Scanning electron microscopy

Fixed specimens were sliced and clamped in a cooling chamber consisting of a 25 mm × 10 mm brass block with a sample chamber groove. The brass holder containing each sample was plunged into a bath of liquid nitrogen for 40–45 s and then fractured with a liquid nitrogen cooled blade, to expose a cross-section surface that was flush with the surface of the brass block. The cooled holder with the fractured sample was then inserted into a JEOL 6490LV scanning electron microscope equipped with a secondary electron detector and a backscattered electron detector (scintillator type) using acceleration voltages between 10 and 20 kV. Images were recorded with an integrated JEOL digital image acquisition system.

Mixed cell allograft model

7.5 × 105 MEFs (wild-type or SerpinB2−/−) were mixed with 2.5 × 105 PDAC cells (1 × 106 cells in total at a 3:1 MEF:PDAC ratio) and injected subcutaneously into the rear flank of BALB/c-Fox1nuAusb mice (5 per group). Tumour volume was quantified using a digital vernier caliper and calculated as: width × width × length/2.60 Mice were monitored daily in compliance with the Garvan/St Vincent’s Hospital Animal Experimentation and Ethics Committee guidelines (approval #13/17). Mice were anesthetized 7 days post injection and tumours were imaged using an IVIS system.

Cell invasion into local tissue (subcutaneous fat, muscle and skin) was analysed by histoscore on 4 μm H&E stained sections. Local invasion was quantified as shown in Supplementary Figure S3, and scored blind by three separate researchers.

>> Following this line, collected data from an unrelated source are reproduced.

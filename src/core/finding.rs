use crate::core::{Category, Evidence, Severity};
use serde::{Deserialize, Serialize};

#[derive(Debug, Clone, PartialEq, Serialize, Deserialize)]
pub struct Finding {
    pub id: String,
    #[serde(rename = "type")]
    pub finding_type: String,
    pub title: String,
    pub category: Category,
    pub severity: Severity,
    pub penalty: u32,
    pub evidence: Vec<Evidence>,
}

Urokinase activity assays in tumour lysates were performed as previously described.61 Briefly, tumours were homogenized in 10 mM Tris, pH 8.0, 0.15 M NaCl, 1% Triton X-100, and lysates diluted in 100 μl reaction buffer (20 mM HEPES, pH 7.6, 100 mM NaCl, 0.5 mM EDTA, 0.01% (v/v) Tween-20) containing 0.25 mM uPA fluorogenic substrate (Z-Gly-Gly-Arg-AMC—Chemicon, USA). Fluorescence was measured kinetically using a POLAstar plate reader (OMEGA) and activity determined against a murine uPA standard.

Statistical analyses

Differences in the mean of two groups were analysed by an unpaired t-test. Comparisons of more than two groups were made by a one-way (or two-way) ANOVA with post hoc Holm–Sidak analysis for pairwise comparisons and comparisons versus control. P values<0.05 were considered statistically significant. Data and statistical analyses were performed using GraphPad Prism (version 6.0, USA).